Child Schizophrenia - Jani Schofield's Story

July 13, 2023
Justin Lumiere

jani schofield

At six years old, Jani Schofield experienced one of the most severe cases of child schizophrenia. She hallucinated constantly that she lived in an imaginary world called Calalini. Additionally, she often attacked both her brother and strangers aggressively.

Michael and Susan recorded home videos of her as she developed. Michael noted her intelligence while Susan expressed concern over her sleeping patterns.

Born Schizophrenic

Jani Schofield was unique among newborns; unlike most, she would stare unblinkingly at people. They became concerned when she would only sleep 20 minute stretches each day for three total hours a night and refused to stop screaming and throwing tantrums.

As she aged, her behavior became more disturbing. Instead of engaging with kids her own age, she seemed to live between reality and an imagined island called Calalini where her "friends" included animals with numbers as names or people named after numbers.

Her parents struggled to keep her and Bodhi alive while searching for an accurate diagnosis, and now share their story in order to assist others. They even created an organization dedicated to supporting families of children living with mental health conditions. Watch the documentary to gain more insight into their journey; their family's odyssey will undoubtedly inspire and provide an excellent example of the challenges a family can face caring for a mentally ill child.

Hallucinations

Experiences hallucinations can be frightening and disorienting for the person experiencing them, with symptoms including hearing/seeing things that don't exist, feeling things they shouldn't and olfactory (smelling) hallucinations. Hallucinations could be caused by factors like schizophrenia, nervous system issues such as Parkinson's or epilepsy disease or medications taken to control symptoms of such conditions as well as their medications themselves.

Jani's hallucinations consisted of animals, people and numbers. She believed she could visit Calalini where her imaginary friends, like Wednesday the rat and 400 the cat lived.

Jani's family struggled for an accurate diagnosis for Jani, visiting multiple physicians who could not pinpoint her illness and who kept referring to conditions like autism or bipolar disorder as possible causes. When Jani was finally admitted to UCLA under Dr Mark DeAntonio she was finally given an official diagnosis: schizophrenia.
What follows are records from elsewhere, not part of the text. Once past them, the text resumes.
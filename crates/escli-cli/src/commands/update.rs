//! Release check.

use crate::builder::{CommandBuilder, CommandContext, CommandDefinition};
use crate::error::CliResult;
use crate::executor::until_cancelled;
use crate::output::OutputStream;

pub(crate) fn command() -> CommandDefinition {
    CommandBuilder::new("update")
        .with_description("check for a newer escli release")
        .no_args(update)
}

async fn update(ctx: CommandContext, mut out: OutputStream) -> CliResult<()> {
    let cancel = ctx.cancel().clone();
    ctx.run_executor(|executor| async move {
        tracing::debug!(profile = %executor.config().profile, "checking for updates");
        until_cancelled(&cancel, executor.runner().update(&mut out)).await
    })
    .await
}

#[cfg(test)]
mod tests {
    use super::*;
    use crate::builder::tests::context;
    use crate::error::CliError;
    use crate::executor::tests::FakeConnector;
    use std::sync::Arc;
    use std::sync::atomic::Ordering;

    #[tokio::test]
    async fn update_reports_through_the_runner() -> anyhow::Result<()> {
        let connector = Arc::new(FakeConnector::default());
        let (out, captured) = OutputStream::buffer();
        command()
            .invoke(context(Arc::clone(&connector), &[]), out)
            .await?;
        assert_eq!(captured.contents(), "escli is up to date\n");
        assert_eq!(connector.attempts.load(Ordering::SeqCst), 1);
        assert_eq!(connector.closed.load(Ordering::SeqCst), 1);
        Ok(())
    }

    #[tokio::test]
    async fn unreachable_cluster_is_a_connection_failure() {
        let connector = Arc::new(FakeConnector {
            fail: true,
            ..FakeConnector::default()
        });
        let (out, captured) = OutputStream::buffer();
        let result = command().invoke(context(connector, &[]), out).await;
        assert!(matches!(result, Err(CliError::ConnectionFailed { .. })));
        assert!(captured.contents().is_empty());
    }
}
Jani continues to live with this illness but medication must be taken to manage her psychotic episodes.

Medication

Jani was not used to having imaginary friends who weren't playful; hers would order her to hit people and threatened her, prompting her parents to fear that their daughter had become dangerous to herself and others.

After several visits to doctors, taking large doses of medications and experiencing traumatizing hospitalizations, her parents came to realize that they were slowly but surely losing their daughter to schizophrenia - with only one solution remaining: how can they save her.

Jani's parents have since opened up about her struggle and created a blog to aid other families going through similar situations. Their journey was featured on Discovery Fit & Health television in 2008. Jani is still suffering but making strides forward thanks to medications and therapy sessions including equine therapy sessions. Her hallucinations and voices will likely never completely go away; she remains dangerous however and sometimes the family must part ways in order to keep her safe.

Treatment

At age two, Jani Schofield began experiencing violent outbursts that her parents attempted to address through therapy but no one could provide a concrete diagnosis - from autism to bipolar disorder; nothing seemed to work until Susan Schofield decided to film Jani's tantrums, fits and toilet breaks for YouTube and post them online.

The Schofields would post the videos on their family channel, Born Schizophrenic. In doing so, they became ultimate parents to a child with mental illness - their story went viral as people around the world followed Jani and her brother Bodhi's journey as the videos revealed daily struggles, including hallucinations and violence that plagued Jani's life. Yet despite these challenges they found ways to help Jani - she now takes clozapine, lithium, and Thorazine; hallucinations episodes have greatly decreased since taking these medications; she still experiences hallucinations or voices sometimes but they occur less often than before.